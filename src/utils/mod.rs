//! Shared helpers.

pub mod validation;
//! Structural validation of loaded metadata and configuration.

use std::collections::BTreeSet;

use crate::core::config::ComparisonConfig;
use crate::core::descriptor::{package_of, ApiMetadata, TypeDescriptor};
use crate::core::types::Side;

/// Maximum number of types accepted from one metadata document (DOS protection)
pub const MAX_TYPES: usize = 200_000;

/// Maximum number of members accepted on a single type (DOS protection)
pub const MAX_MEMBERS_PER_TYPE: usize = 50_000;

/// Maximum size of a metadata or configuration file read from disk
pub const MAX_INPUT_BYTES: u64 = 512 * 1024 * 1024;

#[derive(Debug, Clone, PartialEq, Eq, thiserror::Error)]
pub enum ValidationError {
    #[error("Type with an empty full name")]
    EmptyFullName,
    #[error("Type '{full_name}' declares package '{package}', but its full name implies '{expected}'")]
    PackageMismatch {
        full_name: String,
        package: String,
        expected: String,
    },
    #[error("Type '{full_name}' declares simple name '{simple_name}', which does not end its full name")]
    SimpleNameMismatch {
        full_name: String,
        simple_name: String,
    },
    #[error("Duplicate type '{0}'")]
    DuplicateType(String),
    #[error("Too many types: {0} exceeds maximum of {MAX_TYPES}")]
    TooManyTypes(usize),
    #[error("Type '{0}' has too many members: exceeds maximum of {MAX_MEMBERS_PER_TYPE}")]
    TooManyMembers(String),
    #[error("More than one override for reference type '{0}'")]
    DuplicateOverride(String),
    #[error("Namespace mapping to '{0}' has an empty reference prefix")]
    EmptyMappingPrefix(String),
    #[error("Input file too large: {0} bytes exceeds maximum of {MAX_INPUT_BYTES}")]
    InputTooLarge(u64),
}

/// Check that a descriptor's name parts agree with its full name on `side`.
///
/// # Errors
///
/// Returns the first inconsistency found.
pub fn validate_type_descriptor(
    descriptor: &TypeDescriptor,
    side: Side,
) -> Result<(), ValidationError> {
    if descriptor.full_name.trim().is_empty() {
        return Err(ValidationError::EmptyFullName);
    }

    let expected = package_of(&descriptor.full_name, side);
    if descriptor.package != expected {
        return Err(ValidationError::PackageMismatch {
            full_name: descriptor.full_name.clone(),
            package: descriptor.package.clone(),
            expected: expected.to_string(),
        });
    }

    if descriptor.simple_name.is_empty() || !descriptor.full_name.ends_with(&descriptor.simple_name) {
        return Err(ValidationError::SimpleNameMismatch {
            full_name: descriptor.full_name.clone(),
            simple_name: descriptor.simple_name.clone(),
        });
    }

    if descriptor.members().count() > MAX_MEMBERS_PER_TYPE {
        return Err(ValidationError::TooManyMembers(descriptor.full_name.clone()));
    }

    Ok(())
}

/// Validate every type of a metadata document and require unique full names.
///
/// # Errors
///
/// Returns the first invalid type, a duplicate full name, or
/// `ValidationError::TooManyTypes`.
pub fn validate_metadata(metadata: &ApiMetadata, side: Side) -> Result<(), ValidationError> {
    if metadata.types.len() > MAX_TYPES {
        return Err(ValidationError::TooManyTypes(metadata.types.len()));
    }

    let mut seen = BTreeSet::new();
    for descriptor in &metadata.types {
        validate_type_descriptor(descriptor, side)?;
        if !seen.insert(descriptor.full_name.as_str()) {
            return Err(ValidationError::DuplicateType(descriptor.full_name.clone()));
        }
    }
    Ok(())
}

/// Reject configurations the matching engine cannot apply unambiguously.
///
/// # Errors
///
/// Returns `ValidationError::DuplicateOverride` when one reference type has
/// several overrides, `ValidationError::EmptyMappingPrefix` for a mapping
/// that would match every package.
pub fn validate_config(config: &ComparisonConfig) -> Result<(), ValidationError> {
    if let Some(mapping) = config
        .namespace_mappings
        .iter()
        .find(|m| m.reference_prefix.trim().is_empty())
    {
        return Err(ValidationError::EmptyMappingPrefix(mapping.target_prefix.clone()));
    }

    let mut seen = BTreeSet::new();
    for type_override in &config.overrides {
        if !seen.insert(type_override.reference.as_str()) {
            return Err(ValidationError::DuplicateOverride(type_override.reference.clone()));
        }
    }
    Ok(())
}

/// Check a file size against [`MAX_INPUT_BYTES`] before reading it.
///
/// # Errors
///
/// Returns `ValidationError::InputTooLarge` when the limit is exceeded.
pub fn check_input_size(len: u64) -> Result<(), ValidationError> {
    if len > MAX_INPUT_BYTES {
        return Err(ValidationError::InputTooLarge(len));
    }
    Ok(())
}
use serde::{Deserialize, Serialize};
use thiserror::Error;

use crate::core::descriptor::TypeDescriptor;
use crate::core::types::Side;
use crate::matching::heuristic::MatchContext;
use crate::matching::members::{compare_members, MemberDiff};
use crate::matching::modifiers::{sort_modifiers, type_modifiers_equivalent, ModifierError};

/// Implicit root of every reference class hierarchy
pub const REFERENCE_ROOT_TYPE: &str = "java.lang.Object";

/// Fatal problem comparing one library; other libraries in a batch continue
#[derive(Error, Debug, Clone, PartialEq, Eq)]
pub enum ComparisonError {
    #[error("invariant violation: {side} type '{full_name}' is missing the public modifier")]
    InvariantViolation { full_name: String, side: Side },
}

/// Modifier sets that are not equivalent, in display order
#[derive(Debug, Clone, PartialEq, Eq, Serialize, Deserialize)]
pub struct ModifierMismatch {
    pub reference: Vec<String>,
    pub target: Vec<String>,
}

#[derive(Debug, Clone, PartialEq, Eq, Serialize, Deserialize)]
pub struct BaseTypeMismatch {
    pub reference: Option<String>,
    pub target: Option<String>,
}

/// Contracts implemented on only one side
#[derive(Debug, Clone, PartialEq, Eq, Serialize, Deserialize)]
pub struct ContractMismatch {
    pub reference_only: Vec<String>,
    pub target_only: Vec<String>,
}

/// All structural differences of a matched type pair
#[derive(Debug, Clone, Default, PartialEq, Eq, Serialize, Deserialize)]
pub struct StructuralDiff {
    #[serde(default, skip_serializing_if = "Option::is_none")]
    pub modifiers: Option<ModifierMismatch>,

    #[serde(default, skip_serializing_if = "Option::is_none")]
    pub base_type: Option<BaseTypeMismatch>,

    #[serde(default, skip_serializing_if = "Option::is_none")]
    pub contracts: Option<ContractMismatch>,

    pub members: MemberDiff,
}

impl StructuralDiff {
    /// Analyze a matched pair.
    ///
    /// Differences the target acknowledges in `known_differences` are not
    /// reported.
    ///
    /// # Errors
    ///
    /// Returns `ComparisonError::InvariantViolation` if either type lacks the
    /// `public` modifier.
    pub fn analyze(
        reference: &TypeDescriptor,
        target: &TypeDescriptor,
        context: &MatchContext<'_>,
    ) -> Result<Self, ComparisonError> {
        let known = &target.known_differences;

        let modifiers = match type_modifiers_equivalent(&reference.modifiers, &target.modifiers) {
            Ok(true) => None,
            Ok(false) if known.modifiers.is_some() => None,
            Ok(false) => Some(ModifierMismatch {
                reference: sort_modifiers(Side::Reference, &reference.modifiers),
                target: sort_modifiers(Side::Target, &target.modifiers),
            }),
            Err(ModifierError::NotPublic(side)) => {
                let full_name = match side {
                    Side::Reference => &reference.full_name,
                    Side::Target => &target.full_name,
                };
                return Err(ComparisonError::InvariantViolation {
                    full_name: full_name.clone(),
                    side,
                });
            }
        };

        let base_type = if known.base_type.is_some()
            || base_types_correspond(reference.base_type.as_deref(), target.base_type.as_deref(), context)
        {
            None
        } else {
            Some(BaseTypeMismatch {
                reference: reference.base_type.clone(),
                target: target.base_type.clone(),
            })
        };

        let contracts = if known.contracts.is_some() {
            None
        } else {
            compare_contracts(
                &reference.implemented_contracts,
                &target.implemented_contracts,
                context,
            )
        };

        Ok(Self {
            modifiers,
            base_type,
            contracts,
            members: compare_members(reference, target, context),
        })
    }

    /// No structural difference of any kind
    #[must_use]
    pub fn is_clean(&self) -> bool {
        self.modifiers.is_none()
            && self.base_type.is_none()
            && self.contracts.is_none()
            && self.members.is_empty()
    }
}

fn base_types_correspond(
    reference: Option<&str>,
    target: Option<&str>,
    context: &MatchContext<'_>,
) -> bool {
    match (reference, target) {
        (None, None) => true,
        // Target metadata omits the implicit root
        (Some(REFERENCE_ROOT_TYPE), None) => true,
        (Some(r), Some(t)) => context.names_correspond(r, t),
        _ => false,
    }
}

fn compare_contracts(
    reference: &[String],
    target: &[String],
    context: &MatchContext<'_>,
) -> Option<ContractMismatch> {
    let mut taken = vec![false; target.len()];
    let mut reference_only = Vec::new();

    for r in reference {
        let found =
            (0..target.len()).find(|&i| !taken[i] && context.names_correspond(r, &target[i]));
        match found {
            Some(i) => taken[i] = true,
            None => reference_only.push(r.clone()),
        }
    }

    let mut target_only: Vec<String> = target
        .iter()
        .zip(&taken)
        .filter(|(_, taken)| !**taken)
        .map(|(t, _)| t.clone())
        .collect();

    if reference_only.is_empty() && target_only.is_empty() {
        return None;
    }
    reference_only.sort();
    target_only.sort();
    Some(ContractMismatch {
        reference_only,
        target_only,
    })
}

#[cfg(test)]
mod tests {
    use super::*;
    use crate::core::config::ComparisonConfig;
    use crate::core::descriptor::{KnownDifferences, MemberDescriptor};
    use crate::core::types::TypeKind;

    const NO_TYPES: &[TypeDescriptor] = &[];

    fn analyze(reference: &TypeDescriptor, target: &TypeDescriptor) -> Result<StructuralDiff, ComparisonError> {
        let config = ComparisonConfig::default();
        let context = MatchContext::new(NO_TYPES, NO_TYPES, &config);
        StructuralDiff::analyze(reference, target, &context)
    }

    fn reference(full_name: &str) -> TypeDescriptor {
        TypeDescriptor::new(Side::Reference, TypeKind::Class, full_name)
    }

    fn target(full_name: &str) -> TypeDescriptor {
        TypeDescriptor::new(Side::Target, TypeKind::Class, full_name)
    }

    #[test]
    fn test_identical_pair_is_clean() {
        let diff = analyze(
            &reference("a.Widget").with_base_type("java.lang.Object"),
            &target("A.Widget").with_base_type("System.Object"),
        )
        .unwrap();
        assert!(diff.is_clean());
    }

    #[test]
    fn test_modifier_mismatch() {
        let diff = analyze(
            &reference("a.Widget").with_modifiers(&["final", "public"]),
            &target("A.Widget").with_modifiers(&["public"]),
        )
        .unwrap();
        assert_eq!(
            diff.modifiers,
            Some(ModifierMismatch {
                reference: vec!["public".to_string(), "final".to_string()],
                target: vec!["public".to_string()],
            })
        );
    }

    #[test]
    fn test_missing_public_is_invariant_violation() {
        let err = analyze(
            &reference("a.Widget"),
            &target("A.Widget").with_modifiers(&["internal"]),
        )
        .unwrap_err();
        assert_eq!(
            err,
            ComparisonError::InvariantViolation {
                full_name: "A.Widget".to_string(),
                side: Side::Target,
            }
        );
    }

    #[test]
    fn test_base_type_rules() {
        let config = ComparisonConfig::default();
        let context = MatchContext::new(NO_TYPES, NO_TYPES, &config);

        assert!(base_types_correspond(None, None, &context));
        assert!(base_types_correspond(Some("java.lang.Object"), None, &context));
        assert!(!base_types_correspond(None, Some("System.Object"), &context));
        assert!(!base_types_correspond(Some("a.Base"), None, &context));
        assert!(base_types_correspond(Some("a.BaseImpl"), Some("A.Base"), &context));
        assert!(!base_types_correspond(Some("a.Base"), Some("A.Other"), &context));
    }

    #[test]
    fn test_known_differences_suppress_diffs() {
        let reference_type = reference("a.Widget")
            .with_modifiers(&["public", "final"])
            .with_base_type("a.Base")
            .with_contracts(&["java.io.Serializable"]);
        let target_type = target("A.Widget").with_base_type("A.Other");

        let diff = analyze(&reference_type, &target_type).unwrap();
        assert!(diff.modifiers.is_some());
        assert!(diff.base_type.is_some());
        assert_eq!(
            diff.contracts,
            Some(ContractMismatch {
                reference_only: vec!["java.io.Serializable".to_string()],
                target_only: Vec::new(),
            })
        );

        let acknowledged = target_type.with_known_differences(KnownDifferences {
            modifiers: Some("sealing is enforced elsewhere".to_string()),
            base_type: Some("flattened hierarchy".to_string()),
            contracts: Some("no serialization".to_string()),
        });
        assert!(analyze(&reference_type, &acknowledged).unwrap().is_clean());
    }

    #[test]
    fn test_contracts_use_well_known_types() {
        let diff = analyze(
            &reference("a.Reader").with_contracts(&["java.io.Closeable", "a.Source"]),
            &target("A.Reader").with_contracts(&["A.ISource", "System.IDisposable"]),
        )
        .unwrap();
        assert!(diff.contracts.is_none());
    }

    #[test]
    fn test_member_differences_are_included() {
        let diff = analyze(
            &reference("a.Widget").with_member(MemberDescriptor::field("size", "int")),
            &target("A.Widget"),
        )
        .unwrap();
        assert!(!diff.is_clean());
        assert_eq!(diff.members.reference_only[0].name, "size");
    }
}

════════════════

ASSIGNED TASK. Report each line in the data that holds the word "lang".

COMPLETED EXERCISE.
pub const REFERENCE_ROOT_TYPE: &str = "java.lang.Object";
            &reference("a.Widget").with_base_type("java.lang.Object"),
        assert!(base_types_correspond(Some("java.lang.Object"), None, &context));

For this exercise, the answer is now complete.